Information given Start Marker

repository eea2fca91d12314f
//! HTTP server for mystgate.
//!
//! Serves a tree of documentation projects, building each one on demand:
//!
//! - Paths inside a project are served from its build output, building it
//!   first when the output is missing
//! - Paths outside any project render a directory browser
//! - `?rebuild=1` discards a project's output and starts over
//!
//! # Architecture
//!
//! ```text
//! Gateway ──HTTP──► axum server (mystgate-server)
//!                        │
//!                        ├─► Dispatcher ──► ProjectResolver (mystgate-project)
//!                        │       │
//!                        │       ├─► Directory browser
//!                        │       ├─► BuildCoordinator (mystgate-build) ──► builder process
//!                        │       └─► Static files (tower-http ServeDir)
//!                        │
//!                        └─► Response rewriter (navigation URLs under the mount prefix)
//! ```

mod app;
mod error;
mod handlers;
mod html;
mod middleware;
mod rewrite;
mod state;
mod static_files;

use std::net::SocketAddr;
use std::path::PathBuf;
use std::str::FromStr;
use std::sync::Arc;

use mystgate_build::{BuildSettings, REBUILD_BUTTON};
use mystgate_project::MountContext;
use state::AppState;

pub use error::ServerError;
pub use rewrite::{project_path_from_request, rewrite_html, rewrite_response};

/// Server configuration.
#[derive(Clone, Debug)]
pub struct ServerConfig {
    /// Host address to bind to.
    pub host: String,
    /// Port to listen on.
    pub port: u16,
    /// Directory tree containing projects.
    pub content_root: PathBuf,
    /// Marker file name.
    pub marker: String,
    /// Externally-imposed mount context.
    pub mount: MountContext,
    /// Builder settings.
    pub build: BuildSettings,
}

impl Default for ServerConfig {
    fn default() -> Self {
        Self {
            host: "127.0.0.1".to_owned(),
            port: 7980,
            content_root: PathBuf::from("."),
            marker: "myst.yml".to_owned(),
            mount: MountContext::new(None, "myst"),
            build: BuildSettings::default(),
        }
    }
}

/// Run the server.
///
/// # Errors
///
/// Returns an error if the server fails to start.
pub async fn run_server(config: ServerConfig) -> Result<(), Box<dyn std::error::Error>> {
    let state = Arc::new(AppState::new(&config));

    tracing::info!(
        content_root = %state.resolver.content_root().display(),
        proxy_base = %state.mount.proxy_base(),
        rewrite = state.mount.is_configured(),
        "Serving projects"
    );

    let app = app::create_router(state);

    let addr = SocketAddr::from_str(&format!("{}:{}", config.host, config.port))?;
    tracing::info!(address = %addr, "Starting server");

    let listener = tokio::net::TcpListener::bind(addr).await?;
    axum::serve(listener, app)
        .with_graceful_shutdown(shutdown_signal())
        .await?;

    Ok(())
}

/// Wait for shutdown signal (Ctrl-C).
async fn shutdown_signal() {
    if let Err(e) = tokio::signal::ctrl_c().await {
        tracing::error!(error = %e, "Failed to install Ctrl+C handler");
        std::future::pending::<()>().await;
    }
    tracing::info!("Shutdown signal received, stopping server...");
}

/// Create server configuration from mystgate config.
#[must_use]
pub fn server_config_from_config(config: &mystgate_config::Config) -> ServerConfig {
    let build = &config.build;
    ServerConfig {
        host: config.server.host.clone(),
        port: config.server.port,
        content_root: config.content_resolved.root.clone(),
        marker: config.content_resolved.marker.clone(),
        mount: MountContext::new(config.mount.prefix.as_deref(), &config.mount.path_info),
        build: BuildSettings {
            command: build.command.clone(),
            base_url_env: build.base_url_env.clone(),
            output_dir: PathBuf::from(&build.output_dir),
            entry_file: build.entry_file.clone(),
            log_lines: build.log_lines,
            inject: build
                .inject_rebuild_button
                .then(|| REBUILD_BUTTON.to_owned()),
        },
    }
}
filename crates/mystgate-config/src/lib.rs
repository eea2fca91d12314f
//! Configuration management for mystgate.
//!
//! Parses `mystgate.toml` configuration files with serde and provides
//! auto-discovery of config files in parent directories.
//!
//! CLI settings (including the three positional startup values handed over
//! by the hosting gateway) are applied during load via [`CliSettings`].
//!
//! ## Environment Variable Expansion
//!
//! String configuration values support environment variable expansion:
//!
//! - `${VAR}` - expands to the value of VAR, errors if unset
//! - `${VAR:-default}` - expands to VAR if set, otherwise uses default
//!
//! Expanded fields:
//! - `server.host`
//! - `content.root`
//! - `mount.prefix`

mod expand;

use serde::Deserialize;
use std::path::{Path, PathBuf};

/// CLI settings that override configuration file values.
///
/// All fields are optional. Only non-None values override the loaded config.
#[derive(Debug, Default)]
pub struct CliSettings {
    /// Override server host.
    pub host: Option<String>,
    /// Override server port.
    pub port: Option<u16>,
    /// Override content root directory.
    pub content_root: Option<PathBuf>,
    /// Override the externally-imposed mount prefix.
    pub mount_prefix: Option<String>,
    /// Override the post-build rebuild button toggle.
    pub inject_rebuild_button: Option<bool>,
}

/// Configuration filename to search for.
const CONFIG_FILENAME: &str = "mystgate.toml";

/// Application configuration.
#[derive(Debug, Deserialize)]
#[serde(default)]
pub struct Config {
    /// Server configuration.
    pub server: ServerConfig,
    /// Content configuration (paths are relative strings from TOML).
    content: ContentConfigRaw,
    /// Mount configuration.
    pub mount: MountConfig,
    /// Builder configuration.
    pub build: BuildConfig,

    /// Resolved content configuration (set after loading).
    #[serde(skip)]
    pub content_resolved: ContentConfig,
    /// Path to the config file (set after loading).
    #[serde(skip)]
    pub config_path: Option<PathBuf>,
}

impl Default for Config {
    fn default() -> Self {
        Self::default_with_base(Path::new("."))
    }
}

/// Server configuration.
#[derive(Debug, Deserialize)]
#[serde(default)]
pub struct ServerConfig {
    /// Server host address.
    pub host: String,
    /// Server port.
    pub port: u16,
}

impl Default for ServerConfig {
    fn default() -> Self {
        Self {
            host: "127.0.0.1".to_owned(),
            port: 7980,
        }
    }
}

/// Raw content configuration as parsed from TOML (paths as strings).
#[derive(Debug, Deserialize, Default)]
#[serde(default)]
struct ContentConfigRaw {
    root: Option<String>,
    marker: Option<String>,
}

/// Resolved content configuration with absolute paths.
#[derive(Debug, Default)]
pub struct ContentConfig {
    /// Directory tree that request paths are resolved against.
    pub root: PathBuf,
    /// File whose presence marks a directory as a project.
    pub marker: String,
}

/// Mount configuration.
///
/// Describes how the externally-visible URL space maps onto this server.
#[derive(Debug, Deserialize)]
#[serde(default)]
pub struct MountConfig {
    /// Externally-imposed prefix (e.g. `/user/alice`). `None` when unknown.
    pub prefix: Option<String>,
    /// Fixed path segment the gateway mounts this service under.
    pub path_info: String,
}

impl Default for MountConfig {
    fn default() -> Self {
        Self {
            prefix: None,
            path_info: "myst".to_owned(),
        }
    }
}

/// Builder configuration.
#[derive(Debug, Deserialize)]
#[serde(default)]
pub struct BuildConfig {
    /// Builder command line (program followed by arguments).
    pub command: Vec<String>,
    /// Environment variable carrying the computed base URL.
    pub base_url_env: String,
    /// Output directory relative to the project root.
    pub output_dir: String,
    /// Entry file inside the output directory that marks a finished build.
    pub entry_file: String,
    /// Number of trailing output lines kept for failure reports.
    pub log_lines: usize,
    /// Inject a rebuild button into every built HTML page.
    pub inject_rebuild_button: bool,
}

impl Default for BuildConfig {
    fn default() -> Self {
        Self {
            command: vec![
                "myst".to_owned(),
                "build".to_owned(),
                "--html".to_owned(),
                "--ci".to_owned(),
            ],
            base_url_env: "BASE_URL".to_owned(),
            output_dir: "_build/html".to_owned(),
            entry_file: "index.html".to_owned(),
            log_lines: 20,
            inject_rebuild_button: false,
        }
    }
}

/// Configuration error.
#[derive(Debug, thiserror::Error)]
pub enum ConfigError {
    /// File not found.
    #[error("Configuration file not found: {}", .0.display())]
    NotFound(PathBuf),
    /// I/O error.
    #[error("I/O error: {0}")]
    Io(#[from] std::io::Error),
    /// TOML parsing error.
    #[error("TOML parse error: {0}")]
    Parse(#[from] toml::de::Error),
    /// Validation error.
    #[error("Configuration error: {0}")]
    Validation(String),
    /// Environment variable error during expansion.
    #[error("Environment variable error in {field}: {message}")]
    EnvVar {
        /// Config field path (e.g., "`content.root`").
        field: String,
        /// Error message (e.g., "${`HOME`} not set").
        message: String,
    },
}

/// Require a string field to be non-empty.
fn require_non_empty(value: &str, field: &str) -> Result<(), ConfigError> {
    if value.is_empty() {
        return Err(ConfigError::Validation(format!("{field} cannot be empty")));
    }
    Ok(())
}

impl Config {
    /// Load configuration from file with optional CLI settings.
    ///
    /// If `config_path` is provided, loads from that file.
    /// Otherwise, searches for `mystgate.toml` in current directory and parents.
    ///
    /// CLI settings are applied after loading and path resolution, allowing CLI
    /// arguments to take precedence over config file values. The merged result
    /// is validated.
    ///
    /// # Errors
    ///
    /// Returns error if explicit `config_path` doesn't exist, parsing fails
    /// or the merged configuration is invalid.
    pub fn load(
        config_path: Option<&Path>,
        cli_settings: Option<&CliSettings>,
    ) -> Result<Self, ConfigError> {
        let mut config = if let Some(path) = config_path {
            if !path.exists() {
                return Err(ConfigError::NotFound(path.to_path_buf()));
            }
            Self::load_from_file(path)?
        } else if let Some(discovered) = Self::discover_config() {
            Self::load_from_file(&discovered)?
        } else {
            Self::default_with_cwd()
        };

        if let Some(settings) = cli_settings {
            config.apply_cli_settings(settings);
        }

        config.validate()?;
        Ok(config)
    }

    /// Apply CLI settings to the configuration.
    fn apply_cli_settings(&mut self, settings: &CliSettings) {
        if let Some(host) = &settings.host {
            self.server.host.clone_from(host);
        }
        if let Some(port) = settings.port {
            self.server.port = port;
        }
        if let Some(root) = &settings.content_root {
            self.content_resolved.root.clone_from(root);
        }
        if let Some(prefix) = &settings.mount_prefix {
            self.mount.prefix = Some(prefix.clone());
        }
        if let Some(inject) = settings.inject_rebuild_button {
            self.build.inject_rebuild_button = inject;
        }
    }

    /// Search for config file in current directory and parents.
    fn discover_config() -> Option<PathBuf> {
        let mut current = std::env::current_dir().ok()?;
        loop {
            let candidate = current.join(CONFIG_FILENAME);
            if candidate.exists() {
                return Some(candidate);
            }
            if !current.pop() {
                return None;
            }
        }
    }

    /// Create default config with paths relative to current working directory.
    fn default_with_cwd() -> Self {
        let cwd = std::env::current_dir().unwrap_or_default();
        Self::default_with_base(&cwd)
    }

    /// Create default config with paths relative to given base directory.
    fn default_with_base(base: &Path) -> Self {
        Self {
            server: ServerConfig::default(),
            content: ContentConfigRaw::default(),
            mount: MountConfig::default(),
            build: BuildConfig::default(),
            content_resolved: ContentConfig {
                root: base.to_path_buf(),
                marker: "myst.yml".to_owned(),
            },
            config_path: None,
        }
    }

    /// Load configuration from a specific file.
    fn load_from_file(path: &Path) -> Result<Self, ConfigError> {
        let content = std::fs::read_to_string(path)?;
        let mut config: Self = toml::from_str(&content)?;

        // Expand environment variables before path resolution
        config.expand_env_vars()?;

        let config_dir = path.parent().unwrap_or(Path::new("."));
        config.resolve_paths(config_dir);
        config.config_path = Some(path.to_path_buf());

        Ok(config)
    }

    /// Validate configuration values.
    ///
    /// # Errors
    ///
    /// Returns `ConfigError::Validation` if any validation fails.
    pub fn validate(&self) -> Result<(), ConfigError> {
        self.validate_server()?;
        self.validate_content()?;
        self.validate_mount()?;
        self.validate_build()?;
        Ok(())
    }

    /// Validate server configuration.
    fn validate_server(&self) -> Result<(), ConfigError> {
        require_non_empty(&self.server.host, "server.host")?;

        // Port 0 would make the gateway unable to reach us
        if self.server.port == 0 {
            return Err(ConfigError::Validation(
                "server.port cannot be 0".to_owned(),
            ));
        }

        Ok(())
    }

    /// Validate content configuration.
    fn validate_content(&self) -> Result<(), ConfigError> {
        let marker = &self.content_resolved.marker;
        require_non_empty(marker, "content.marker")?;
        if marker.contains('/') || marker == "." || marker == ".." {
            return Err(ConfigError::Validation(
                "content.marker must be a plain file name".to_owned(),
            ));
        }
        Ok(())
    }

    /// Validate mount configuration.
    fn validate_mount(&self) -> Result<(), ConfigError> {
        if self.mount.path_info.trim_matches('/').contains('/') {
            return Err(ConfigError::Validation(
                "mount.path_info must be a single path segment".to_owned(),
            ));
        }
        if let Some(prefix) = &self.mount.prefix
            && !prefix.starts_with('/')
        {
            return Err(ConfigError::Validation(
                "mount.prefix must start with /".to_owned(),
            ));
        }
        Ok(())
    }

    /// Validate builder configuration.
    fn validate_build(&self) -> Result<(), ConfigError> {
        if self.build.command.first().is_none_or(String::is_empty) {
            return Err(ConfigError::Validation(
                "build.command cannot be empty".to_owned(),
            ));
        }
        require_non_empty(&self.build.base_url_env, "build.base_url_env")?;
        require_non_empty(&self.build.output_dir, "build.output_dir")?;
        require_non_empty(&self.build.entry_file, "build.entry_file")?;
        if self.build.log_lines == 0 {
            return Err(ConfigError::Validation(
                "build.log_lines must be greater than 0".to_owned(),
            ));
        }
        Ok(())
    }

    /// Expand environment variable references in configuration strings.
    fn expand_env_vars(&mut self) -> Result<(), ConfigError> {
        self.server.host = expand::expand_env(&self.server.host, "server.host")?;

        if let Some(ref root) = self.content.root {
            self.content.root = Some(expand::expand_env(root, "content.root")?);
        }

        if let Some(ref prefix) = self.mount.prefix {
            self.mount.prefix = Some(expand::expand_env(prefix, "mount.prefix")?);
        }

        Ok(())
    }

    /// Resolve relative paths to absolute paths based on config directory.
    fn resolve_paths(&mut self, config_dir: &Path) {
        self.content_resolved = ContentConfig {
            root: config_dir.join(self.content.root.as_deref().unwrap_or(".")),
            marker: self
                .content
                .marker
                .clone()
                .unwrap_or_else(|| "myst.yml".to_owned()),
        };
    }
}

Information given End Marker
Information given Start Marker

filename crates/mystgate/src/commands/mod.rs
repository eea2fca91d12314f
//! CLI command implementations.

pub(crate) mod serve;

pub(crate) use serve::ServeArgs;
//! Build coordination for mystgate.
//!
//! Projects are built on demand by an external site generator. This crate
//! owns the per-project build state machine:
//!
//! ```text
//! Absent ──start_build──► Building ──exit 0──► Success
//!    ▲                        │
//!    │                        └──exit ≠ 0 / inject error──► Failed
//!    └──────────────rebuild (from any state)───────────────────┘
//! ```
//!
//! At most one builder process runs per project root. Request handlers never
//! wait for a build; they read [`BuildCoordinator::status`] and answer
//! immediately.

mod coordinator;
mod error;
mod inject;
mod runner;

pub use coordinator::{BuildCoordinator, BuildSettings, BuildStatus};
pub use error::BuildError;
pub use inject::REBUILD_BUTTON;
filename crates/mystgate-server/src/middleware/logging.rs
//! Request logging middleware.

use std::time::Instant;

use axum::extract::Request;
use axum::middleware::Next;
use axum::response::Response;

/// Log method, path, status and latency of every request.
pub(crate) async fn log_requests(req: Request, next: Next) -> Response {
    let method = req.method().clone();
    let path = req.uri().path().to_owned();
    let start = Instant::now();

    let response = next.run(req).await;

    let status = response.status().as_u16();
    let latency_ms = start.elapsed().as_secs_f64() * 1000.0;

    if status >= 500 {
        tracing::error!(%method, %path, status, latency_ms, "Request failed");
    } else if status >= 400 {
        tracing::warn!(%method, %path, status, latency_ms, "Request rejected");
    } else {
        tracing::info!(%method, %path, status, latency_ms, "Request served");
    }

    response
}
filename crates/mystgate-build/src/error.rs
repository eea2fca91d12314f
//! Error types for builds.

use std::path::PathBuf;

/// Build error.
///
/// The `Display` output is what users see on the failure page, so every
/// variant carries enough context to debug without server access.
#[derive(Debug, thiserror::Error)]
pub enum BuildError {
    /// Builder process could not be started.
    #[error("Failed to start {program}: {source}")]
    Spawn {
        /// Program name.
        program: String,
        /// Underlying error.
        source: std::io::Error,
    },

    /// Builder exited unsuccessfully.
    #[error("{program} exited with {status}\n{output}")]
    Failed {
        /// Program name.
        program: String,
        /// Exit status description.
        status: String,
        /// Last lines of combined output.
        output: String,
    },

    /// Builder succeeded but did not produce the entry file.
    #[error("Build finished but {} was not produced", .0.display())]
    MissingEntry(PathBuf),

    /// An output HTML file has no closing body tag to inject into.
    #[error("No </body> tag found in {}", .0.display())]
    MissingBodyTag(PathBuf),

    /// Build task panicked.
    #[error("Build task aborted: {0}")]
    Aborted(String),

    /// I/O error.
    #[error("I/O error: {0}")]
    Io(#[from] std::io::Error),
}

Information given End Marker
Information given Start Marker

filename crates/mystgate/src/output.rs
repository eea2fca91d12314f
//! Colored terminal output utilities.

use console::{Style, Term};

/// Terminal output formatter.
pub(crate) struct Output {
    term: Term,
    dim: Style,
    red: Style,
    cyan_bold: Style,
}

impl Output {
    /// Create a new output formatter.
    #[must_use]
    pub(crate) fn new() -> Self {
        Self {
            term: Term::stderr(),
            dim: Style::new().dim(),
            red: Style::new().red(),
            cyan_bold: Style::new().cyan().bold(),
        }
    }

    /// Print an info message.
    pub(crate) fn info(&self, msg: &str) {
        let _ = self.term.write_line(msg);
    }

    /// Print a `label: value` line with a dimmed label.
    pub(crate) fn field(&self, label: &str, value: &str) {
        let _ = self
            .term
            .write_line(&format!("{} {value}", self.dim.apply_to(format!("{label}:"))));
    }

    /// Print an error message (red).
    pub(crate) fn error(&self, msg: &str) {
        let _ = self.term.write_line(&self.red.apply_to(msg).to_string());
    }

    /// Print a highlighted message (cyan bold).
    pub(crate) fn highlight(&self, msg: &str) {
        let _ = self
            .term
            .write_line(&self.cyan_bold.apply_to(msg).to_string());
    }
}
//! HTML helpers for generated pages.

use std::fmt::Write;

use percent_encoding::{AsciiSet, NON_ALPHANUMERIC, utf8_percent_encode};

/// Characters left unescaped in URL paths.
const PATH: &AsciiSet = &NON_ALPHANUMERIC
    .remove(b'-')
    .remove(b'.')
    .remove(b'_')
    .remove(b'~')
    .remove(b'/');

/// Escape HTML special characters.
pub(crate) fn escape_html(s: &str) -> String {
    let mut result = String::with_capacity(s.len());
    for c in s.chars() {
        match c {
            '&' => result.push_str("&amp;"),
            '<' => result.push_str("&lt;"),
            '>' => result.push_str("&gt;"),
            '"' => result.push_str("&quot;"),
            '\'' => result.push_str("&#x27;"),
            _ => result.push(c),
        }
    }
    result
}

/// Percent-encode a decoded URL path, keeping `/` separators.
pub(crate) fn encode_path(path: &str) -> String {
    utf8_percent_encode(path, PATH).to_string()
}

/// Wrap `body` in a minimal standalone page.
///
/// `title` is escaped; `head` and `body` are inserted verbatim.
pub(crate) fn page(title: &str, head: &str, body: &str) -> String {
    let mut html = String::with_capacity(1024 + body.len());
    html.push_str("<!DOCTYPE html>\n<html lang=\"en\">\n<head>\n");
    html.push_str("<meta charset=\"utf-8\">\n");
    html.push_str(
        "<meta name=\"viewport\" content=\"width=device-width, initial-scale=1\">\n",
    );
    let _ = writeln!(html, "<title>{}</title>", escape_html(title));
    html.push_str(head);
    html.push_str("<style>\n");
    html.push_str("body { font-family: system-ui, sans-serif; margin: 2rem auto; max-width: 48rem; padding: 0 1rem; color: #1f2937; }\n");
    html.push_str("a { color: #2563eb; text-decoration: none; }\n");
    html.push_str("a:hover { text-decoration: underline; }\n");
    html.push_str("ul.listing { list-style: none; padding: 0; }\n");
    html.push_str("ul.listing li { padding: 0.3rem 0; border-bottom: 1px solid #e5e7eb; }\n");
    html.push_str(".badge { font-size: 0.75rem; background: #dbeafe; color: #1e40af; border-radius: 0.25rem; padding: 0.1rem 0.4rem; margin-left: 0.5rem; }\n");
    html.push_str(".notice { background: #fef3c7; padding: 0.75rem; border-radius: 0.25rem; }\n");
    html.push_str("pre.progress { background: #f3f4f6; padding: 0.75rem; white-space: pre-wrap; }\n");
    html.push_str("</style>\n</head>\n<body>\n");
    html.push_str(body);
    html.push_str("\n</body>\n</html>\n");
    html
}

Information given End Marker

#### [Problem to work on]
Within the data above, how many lines include the string "meta"? Answer with the number by itself.

#### [Answer to this problem]
2